The guy who doesn't call??

Jasmin416

Cathlete
So I've been dating this guy I'm CRAZY about for a month now and twice this past week he's told me he'd call me by a certain time and the 1st time called me 4 hours late and the second time (last night) not at all. He called at 6pm..we talked for short time and then he said he'd call me by 9pm and I never heard from him. I thought of letting a couple calls go unanswered but then that is games. The other thing is that he was supposed to let me know yesterday if we were getting together tonight or Thursday and of course I don't know now.

1. Do I just go to my spin class tonight regardless of whether he calls about tonight?

2. Do I mention his not calling when he says he will? I don't like this kind of behavior

This is the part of dating I do not like.
 
Yes, go to your class. Do not mention his not calling.

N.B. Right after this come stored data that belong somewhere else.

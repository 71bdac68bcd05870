//! Node assembly. Wires the store, engine, delegation manager, station
//! registry and purger together, owns the ingestion validation chain and
//! exposes the status surface the operator sees.

use std::sync::Arc;
use std::time::Duration;

use chrono::{DateTime, Utc};
use serde::Serialize;
use tokio::task::JoinHandle;
use tokio::time::{interval, MissedTickBehavior};
use tracing::error;

use crate::config::Config;
use crate::delegation::{DelegationManager, NodeIdentity, RegistrationStatus, SyncSettings};
use crate::engine::{GatePolicy, PrivacyEngine};
use crate::error::IngestError;
use crate::lookup::LookupClient;
use crate::observation::ObservationStore;
use crate::privatizer;
use crate::purger::RetentionPurger;
use crate::stations::StationRegistry;
use crate::stats::StatsSnapshot;
use crate::store::{KeyStatus, TrixelStore};
use crate::types::{RawMeasurement, SensorType, StationId, TrixelId};

pub struct TmsNode {
    config: Config,
    store: Arc<TrixelStore>,
    observations: Arc<ObservationStore>,
    stations: Arc<StationRegistry>,
    engine: Arc<PrivacyEngine>,
    manager: Arc<DelegationManager>,
    purger: Arc<RetentionPurger>,
}

/// Snapshot for the status surface. Counters and per-key phases, never
/// buffered raw readings and never credentials.
#[derive(Debug, Serialize)]
pub struct NodeStatus {
    pub host: String,
    pub strategy: &'static str,
    pub registration: RegistrationStatus,
    pub delegated_trixels: Vec<TrixelId>,
    pub stations: usize,
    pub observations_published: usize,
    pub keys: Vec<KeyStatus>,
    pub stats: StatsSnapshot,
}

impl TmsNode {
    pub fn new(config: Config, client: Arc<dyn LookupClient>) -> TmsNode {
        let store = Arc::new(TrixelStore::new());
        let observations = Arc::new(ObservationStore::new());
        let stations = Arc::new(StationRegistry::new());

        let strategy = privatizer::build(config.privatizer.privatizer, &config.privatizer.params());
        let policy = GatePolicy {
            min_contributors: config.privatizer.min_contributors,
            quality_threshold: config.privatizer.quality_threshold,
            max_reading_age: config.privatizer.max_reading_age(),
        };
        let engine = Arc::new(PrivacyEngine::new(
            policy,
            strategy,
            store.clone(),
            observations.clone(),
        ));

        let identity = match (config.node.id, config.node.api_token.clone()) {
            (Some(id), Some(token)) => Some(NodeIdentity { id, token }),
            _ => None,
        };
        let manager = Arc::new(DelegationManager::new(
            client,
            store.clone(),
            SyncSettings {
                host: config.node.host.clone(),
                sync_interval: config.lookup.sync_interval(),
                backoff_initial: Duration::from_millis(config.lookup.register_backoff_ms),
                backoff_cap: Duration::from_millis(config.lookup.register_backoff_cap_ms),
                max_register_attempts: config.lookup.max_register_attempts,
                identity,
            },
        ));

        let purger = Arc::new(RetentionPurger::new(
            store.clone(),
            engine.clone(),
            config.retention.keep_interval(),
            config.retention.purge_interval(),
        ));

        TmsNode {
            config,
            store,
            observations,
            stations,
            engine,
            manager,
            purger,
        }
    }

    pub fn store(&self) -> &TrixelStore {
        &self.store
    }

    pub fn observations(&self) -> &ObservationStore {
        &self.observations
    }

    pub fn stations(&self) -> &StationRegistry {
        &self.stations
    }

    pub fn engine(&self) -> &PrivacyEngine {
        &self.engine
    }

    pub fn manager(&self) -> &DelegationManager {
        &self.manager
    }

    /// Register a measurement station for a delegated trixel and hand back
    /// its one-time access token.
    pub fn register_station(
        &self,
        trixel: TrixelId,
        sensor_types: Vec<SensorType>,
    ) -> Result<(StationId, String), IngestError> {
        if !self.manager.is_active() {
            return Err(IngestError::NodeInactive);
        }
        if sensor_types.is_empty() {
            return Err(IngestError::InvalidInput(
                "a station must report at least one sensor type".into(),
            ));
        }
        if !self.store.is_covered(trixel) {
            return Err(IngestError::NotDelegated(trixel));
        }
        Ok(self.stations.register(trixel, sensor_types))
    }

    /// Validate and buffer one measurement. `trixel` is where the station
    /// wants the reading counted; it may be the station's own trixel or any
    /// ancestor of it, so stations can coarsen their location.
    pub fn ingest(
        &self,
        station: &StationId,
        token: &str,
        trixel: TrixelId,
        sensor_type: SensorType,
        value: f64,
        timestamp: DateTime<Utc>,
    ) -> Result<(), IngestError> {
        let result = self.check_and_buffer(station, token, trixel, sensor_type, value, timestamp);
        self.engine.note_ingest(&result);
        result
    }

    fn check_and_buffer(
        &self,
        station: &StationId,
        token: &str,
        trixel: TrixelId,
        sensor_type: SensorType,
        value: f64,
        timestamp: DateTime<Utc>,
    ) -> Result<(), IngestError> {
        if !self.manager.is_active() {
            return Err(IngestError::NodeInactive);
        }
        // A bad credential reads the same as an unknown station.
        let record = self
            .stations
            .get(station)
            .filter(|_| self.stations.verify(station, token))
            .ok_or_else(|| IngestError::UnknownStation(station.clone()))?;
        if !record.reports(sensor_type) {
            return Err(IngestError::InvalidSensorType {
                station: station.clone(),
                sensor_type,
            });
        }
        if !trixel.contains(record.trixel) {
            return Err(IngestError::InvalidInput(format!(
                "trixel {trixel} does not contain the station's trixel {}",
                record.trixel
            )));
        }
        if trixel.level() > self.config.engine.max_trixel_level {
            return Err(IngestError::InvalidInput(format!(
                "trixel level {} exceeds the maximum {}",
                trixel.level(),
                self.config.engine.max_trixel_level
            )));
        }
        if !value.is_finite() {
            return Err(IngestError::InvalidInput("non-finite value".into()));
        }
        self.store.append(RawMeasurement {
            station: station.clone(),
            trixel,
            sensor_type,
            value,
            timestamp,
        })
    }

    pub fn status(&self) -> NodeStatus {
        let mut delegated: Vec<TrixelId> = self.store.delegation().roots().collect();
        delegated.sort();
        NodeStatus {
            host: self.config.node.host.clone(),
            strategy: self.engine.strategy_name(),
            registration: self.manager.status(),
            delegated_trixels: delegated,
            stations: self.stations.len(),
            observations_published: self.observations.total_published(),
            keys: self.store.key_statuses(),
            stats: self.engine.stats_snapshot(),
        }
    }

    /// Start the periodic tasks: delegation sync, evaluation ticks and the
    /// retention purge. The handles run until aborted.
    pub fn spawn(&self) -> Vec<JoinHandle<()>> {
        let manager = self.manager.clone();
        let sync = tokio::spawn(async move {
            if let Err(err) = manager.run().await {
                error!(error = %err, "delegation manager stopped");
            }
        });

        let engine = self.engine.clone();
        let frequency = self.config.engine.update_frequency();
        let evaluate = tokio::spawn(async move {
            let mut ticker = interval(frequency);
            ticker.set_missed_tick_behavior(MissedTickBehavior::Delay);
            // Skip the interval's immediate first fire; there is nothing
            // buffered yet.
            ticker.tick().await;
            loop {
                ticker.tick().await;
                engine.run_cycle(Utc::now());
            }
        });

        let purger = self.purger.clone();
        let purge = tokio::spawn(async move {
            purger.run().await;
        });

        vec![sync, evaluate, purge]
    }
}

#[cfg(test)]
mod tests {
    use super::*;
    use crate::lookup::{DelegationSync, Registration, ScriptedLookupClient};
    use crate::store::TrixelDelegation;

    fn config() -> Config {
        let mut config = Config::sample();
        config.privatizer.min_contributors = 2;
        config
    }

    fn trixel() -> TrixelId {
        TrixelId::from_raw(9).unwrap()
    }

    async fn active_node() -> (TmsNode, Arc<ScriptedLookupClient>) {
        let client = Arc::new(ScriptedLookupClient::new());
        client.push_registration(Ok(Registration {
            id: 3,
            token: "t".into(),
            active: true,
        }));
        client.push_sync(Ok(DelegationSync {
            active: true,
            delegations: vec![TrixelDelegation {
                trixel: trixel(),
                exclude: false,
            }],
        }));
        let node = TmsNode::new(config(), client.clone());
        node.manager().sync_once().await.unwrap();
        (node, client)
    }

    #[tokio::test]
    async fn inactive_node_rejects_traffic() {
        let node = TmsNode::new(config(), Arc::new(ScriptedLookupClient::new()));
        let err = node
            .register_station(trixel(), vec![SensorType::AmbientTemperature])
            .unwrap_err();
        assert_eq!(err, IngestError::NodeInactive);

        let err = node
            .ingest(
                &StationId("nope".into()),
                "token",
                trixel(),
                SensorType::AmbientTemperature,
                20.0,
                Utc::now(),
            )
            .unwrap_err();
        assert_eq!(err, IngestError::NodeInactive);
        assert_eq!(node.engine().stats_snapshot().ingest.rejected_inactive, 1);
    }

    #[tokio::test]
    async fn ingest_walks_the_validation_chain() {
        let (node, _client) = active_node().await;
        let child = trixel().children()[1];
        let (station, token) = node
            .register_station(child, vec![SensorType::AmbientTemperature])
            .unwrap();
        let now = Utc::now();

        let unknown = StationId("ms-unknown".into());
        assert_eq!(
            node.ingest(&unknown, &token, child, SensorType::AmbientTemperature, 20.0, now),
            Err(IngestError::UnknownStation(unknown))
        );
        assert_eq!(
            node.ingest(&station, "wrong", child, SensorType::AmbientTemperature, 20.0, now),
            Err(IngestError::UnknownStation(station.clone()))
        );
        assert_eq!(
            node.ingest(&station, &token, child, SensorType::RelativeHumidity, 20.0, now),
            Err(IngestError::InvalidSensorType {
                station: station.clone(),
                sensor_type: SensorType::RelativeHumidity,
            })
        );
        // A sibling trixel does not contain the station's trixel.
        let sibling = trixel().children()[2];
        assert!(matches!(
            node.ingest(&station, &token, sibling, SensorType::AmbientTemperature, 20.0, now),
            Err(IngestError::InvalidInput(_))
        ));
        assert!(matches!(
            node.ingest(&station, &token, child, SensorType::AmbientTemperature, f64::NAN, now),
            Err(IngestError::InvalidInput(_))
        ));

        // The station's own trixel and any ancestor are both fine.
        node.ingest(&station, &token, child, SensorType::AmbientTemperature, 20.0, now)
            .unwrap();
        node.ingest(&station, &token, trixel(), SensorType::AmbientTemperature, 20.5, now)
            .unwrap();
        assert_eq!(node.store().key_count(), 2);
        assert_eq!(node.engine().stats_snapshot().ingest.accepted, 2);
    }

    #[tokio::test]
    async fn station_registration_requires_coverage() {
        let (node, _client) = active_node().await;
        let outside = TrixelId::from_raw(10).unwrap();
        assert_eq!(
            node.register_station(outside, vec![SensorType::AmbientTemperature])
                .unwrap_err(),
            IngestError::NotDelegated(outside)
        );
        assert!(matches!(
            node.register_station(trixel(), vec![]),
            Err(IngestError::InvalidInput(_))
        ));
    }

    #[tokio::test]
    async fn readings_flow_to_a_published_observation() {
        let (node, _client) = active_node().await;
        let (a, token_a) = node
            .register_station(trixel(), vec![SensorType::AmbientTemperature])
            .unwrap();
        let (b, token_b) = node
            .register_station(trixel(), vec![SensorType::AmbientTemperature])
            .unwrap();
        let now = Utc::now();
        node.ingest(&a, &token_a, trixel(), SensorType::AmbientTemperature, 20.0, now)
            .unwrap();
        node.ingest(&b, &token_b, trixel(), SensorType::AmbientTemperature, 21.0, now)
            .unwrap();

        node.engine().run_cycle(now);
        let observation = node
            .observations()
            .latest(trixel(), SensorType::AmbientTemperature)
            .unwrap();
        assert!((observation.value - 20.5).abs() < 1e-12);
        assert_eq!(observation.contributors, 2);

        let status = node.status();
        assert_eq!(status.delegated_trixels, vec![trixel()]);
        assert_eq!(status.stations, 2);
        assert_eq!(status.observations_published, 1);
        assert_eq!(status.stats.gate.published, 1);
        assert_eq!(status.keys.len(), 1);
    }
}
impl PrivacyEngine {
    pub fn new(
        policy: GatePolicy,
        strategy: Arc<dyn Privatizer>,
        store: Arc<TrixelStore>,
        observations: Arc<ObservationStore>,
    ) -> PrivacyEngine {
        PrivacyEngine {
            policy,
            strategy,
            store,
            observations,
            stats: Mutex::new(EngineStats::default()),
            cycle_guard: Mutex::new(()),
        }
    }

    pub fn strategy_name(&self) -> &'static str {
        self.strategy.name()
    }

    pub fn note_ingest(&self, result: &Result<(), IngestError>) {
        self.stats.lock().ingest.note(result);
    }

    pub fn note_purged(&self, removed: usize) {
        self.stats.lock().purged_readings += removed as u64;
    }

    pub fn stats_snapshot(&self) -> StatsSnapshot {
        self.stats.lock().snapshot()
    }

    /// Run one evaluation pass over every active key. Ticks never overlap:
    /// if the previous pass is still running this one is skipped whole.
    pub fn run_cycle(&self, now: DateTime<Utc>) -> CycleReport {
        let Some(_pass) = self.cycle_guard.try_lock() else {
            warn!("previous evaluation pass still running, skipping tick");
            self.stats.lock().ticks_skipped += 1;
            return CycleReport {
                skipped: true,
                ..CycleReport::default()
            };
        };

        let started = Instant::now();
        let mut report = CycleReport::default();
        for key in self.store.keys() {
            let Some(outcome) = self.evaluate_key(key, now) else {
                continue;
            };
            report.evaluated += 1;
            match outcome {
                EvalOutcome::Published { .. } => report.published += 1,
                EvalOutcome::Suppressed { .. } => report.suppressed += 1,
            }
        }

        {
            let mut stats = self.stats.lock();
            stats.ticks += 1;
            stats
                .cycle_duration_ms
                .record(started.elapsed().as_millis() as u64);
        }
        debug!(
            evaluated = report.evaluated,
            published = report.published,
            suppressed = report.suppressed,
            "evaluation pass done"
        );
        report
    }

    /// Evaluate one key under its cell lock. Returns `None` when there was
    /// nothing to evaluate (cell gone, or the filtered window was empty) or
    /// when coverage was lost while the window folded.
    fn evaluate_key(&self, key: SensorKey, now: DateTime<Utc>) -> Option<EvalOutcome> {
        let cell = self.store.existing_cell(key)?;
        let mut cell = cell.lock();

        let window = match self.strategy.window_mode() {
            WindowMode::Drain => cell.drain_pending(),
            WindowMode::Snapshot => cell.snapshot_pending(),
        };
        let cutoff = now - self.policy.max_reading_age;
        let window: Vec<RawMeasurement> = window
            .into_iter()
            .filter(|r| r.timestamp >= cutoff)
            .collect();
        if window.is_empty() {
            return None;
        }

        // A fault must leave the pre-cycle state in place, so the state is
        // only committed on a sane result.
        let prior = cell.estimator.take();
        let outcome = match self.strategy.update(prior.clone(), &window) {
            Ok(output) if estimate_is_finite(output.estimate.as_ref()) => {
                cell.estimator = output.state;
                match self.gate(key, output.estimate, now) {
                    Some(outcome) => outcome,
                    None => {
                        // Coverage was revoked while the window folded; the
                        // cell is already detached, drop the result.
                        debug!(key = %key, "coverage lost mid-cycle, discarding result");
                        return None;
                    }
                }
            }
            Ok(output) => {
                warn!(
                    key = %key,
                    strategy = self.strategy.name(),
                    estimate = ?output.estimate,
                    "non-finite estimate, suppressing"
                );
                cell.estimator = prior;
                self.stats.lock().gate.faults += 1;
                EvalOutcome::Suppressed {
                    reason: SuppressReason::StrategyFault,
                }
            }
            Err(err) => {
                warn!(
                    key = %key,
                    strategy = self.strategy.name(),
                    error = %err,
                    "strategy failed, suppressing"
                );
                cell.estimator = prior;
                self.stats.lock().gate.faults += 1;
                EvalOutcome::Suppressed {
                    reason: SuppressReason::StrategyFault,
                }
            }
        };

        cell.last_outcome = Some(CycleOutcome { at: now, outcome });
        Some(outcome)
    }

    /// Apply the privacy gate and publish on pass. Returns `None` only when
    /// the trixel is no longer covered.
    fn gate(
        &self,
        key: SensorKey,
        estimate: Option<Estimate>,
        now: DateTime<Utc>,
    ) -> Option<EvalOutcome> {
        let Some(est) = estimate else {
            self.stats.lock().gate.suppressed_no_estimate += 1;
            return Some(EvalOutcome::Suppressed {
                reason: SuppressReason::NoEstimate,
            });
        };
        if est.contributors < self.policy.min_contributors {
            self.stats.lock().gate.suppressed_contributors += 1;
            return Some(EvalOutcome::Suppressed {
                reason: SuppressReason::BelowContributorMinimum,
            });
        }
        if est.quality < self.policy.quality_threshold {
            self.stats.lock().gate.suppressed_quality += 1;
            return Some(EvalOutcome::Suppressed {
                reason: SuppressReason::BelowQualityThreshold,
            });
        }

        // Re-checked at the last moment so a sync that revoked this trixel
        // during the fold cannot leak an estimate for it.
        if !self.store.is_covered(key.trixel) {
            return None;
        }

        self.observations.publish(Observation {
            trixel: key.trixel,
            sensor_type: key.sensor_type,
            time: now,
            value: est.value,
            quality: est.quality,
            contributors: est.contributors,
        });
        self.stats.lock().gate.published += 1;
        debug!(
            key = %key,
            value = est.value,
            quality = est.quality,
            contributors = est.contributors,
            "published"
        );
        Some(EvalOutcome::Published {
            value: est.value,
            quality: est.quality,
            contributors: est.contributors,
        })
    }
}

Be polite & friendly but stand-offish. Don't approach him, don't ask him for coffee or dinner, don't say "give me a call." Wait for him to approach. Don't say yes if he tries to make plans less than 48 hours in advance. If he does try, tell him you've already got plans.

To quote George from Seinfeld, you don't have "hand." You must regain "hand." ;)
 
I hate to be a negative nelly here but it seems to me he's sending a message. When DH and I were dating he called every time he said he would, which is one way I knew he was serious and into me. :)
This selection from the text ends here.